**Assignment**
Output the records that follow exactly as they are written.

** Extracted records follows **

use serde::{Deserialize, Serialize};
use serde_json::Value;

#[derive(Debug, Deserialize)]
pub struct JsonRpcRequest {
    #[serde(default)]
    pub jsonrpc: String,
    #[serde(default)]
    pub id: Option<Value>,
    pub method: String,
    #[serde(default)]
    pub params: Value,
}

#[derive(Debug, Serialize)]
pub struct JsonRpcResponse {
    pub jsonrpc: String,
    pub id: Value,
    #[serde(skip_serializing_if = "Option::is_none")]
    pub result: Option<Value>,
    #[serde(skip_serializing_if = "Option::is_none")]
    pub error: Option<JsonRpcError>,
}

#[derive(Debug, Serialize)]
pub struct JsonRpcError {
    pub code: i32,
    pub message: String,
}

impl JsonRpcResponse {
    pub fn success(id: Value, result: Value) -> Self {
        Self {
            jsonrpc: "2.0".to_string(),
            id,
            result: Some(result),
            error: None,
        }
    }

    pub fn failure(id: Value, code: i32, message: String) -> Self {
        Self {
            jsonrpc: "2.0".to_string(),
            id,
            result: None,
            error: Some(JsonRpcError { code, message }),
        }
    }
}

#[cfg(test)]
mod tests {
    use super::*;

    #[test]
    fn json_rpc_request_allows_missing_id_for_notifications() {
        let raw = r#"{"jsonrpc":"2.0","method":"notifications/initialized","params":{}}"#;
        let parsed: JsonRpcRequest = serde_json::from_str(raw).expect("must parse");
        assert!(parsed.id.is_none());
        assert_eq!(parsed.method, "notifications/initialized");
    }

    #[test]
    fn json_rpc_request_parses_id_when_present() {
        let raw = r#"{"jsonrpc":"2.0","id":1,"method":"tools/list","params":{}}"#;
        let parsed: JsonRpcRequest = serde_json::from_str(raw).expect("must parse");
        assert!(parsed.id.is_some());
        assert_eq!(parsed.method, "tools/list");
    }

    #[test]
    fn failure_omits_result() {
        let response = JsonRpcResponse::failure(serde_json::json!(7), -32601, "nope".into());
        let raw = serde_json::to_value(&response).expect("serialize");
        assert!(raw.get("result").is_none());
        assert_eq!(raw["error"]["code"], -32601);
        assert_eq!(raw["id"], 7);
    }
}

** End of Extracted records **

**Solution to this task**
use serde::{Deserialize, Serialize};
use serde_json::Value;

#[derive(Debug, Deserialize)]
pub struct JsonRpcRequest {
    #[serde(default)]
    pub jsonrpc: String,
    #[serde(default)]
    pub id: Option<Value>,
    pub method: String,
    #[serde(default)]
    pub params: Value,
}

#[derive(Debug, Serialize)]
pub struct JsonRpcResponse {
    pub jsonrpc: String,
    pub id: Value,
    #[serde(skip_serializing_if = "Option::is_none")]
    pub result: Option<Value>,
    #[serde(skip_serializing_if = "Option::is_none")]
    pub error: Option<JsonRpcError>,
}

#[derive(Debug, Serialize)]
pub struct JsonRpcError {
    pub code: i32,
    pub message: String,
}

impl JsonRpcResponse {
    pub fn success(id: Value, result: Value) -> Self {
        Self {
            jsonrpc: "2.0".to_string(),
            id,
            result: Some(result),
            error: None,
        }
    }

    pub fn failure(id: Value, code: i32, message: String) -> Self {
        Self {
            jsonrpc: "2.0".to_string(),
            id,
            result: None,
            error: Some(JsonRpcError { code, message }),
        }
    }
}

#[cfg(test)]
mod tests {
    use super::*;

    #[test]
    fn json_rpc_request_allows_missing_id_for_notifications() {
        let raw = r#"{"jsonrpc":"2.0","method":"notifications/initialized","params":{}}"#;
        let parsed: JsonRpcRequest = serde_json::from_str(raw).expect("must parse");
        assert!(parsed.id.is_none());
        assert_eq!(parsed.method, "notifications/initialized");
    }

    #[test]
    fn json_rpc_request_parses_id_when_present() {
        let raw = r#"{"jsonrpc":"2.0","id":1,"method":"tools/list","params":{}}"#;
        let parsed: JsonRpcRequest = serde_json::from_str(raw).expect("must parse");
        assert!(parsed.id.is_some());
        assert_eq!(parsed.method, "tools/list");
    }

    #[test]
    fn failure_omits_result() {
        let response = JsonRpcResponse::failure(serde_json::json!(7), -32601, "nope".into());
        let raw = serde_json::to_value(&response).expect("serialize");
        assert!(raw.get("result").is_none());
        assert_eq!(raw["error"]["code"], -32601);
        assert_eq!(raw["id"], 7);
    }
}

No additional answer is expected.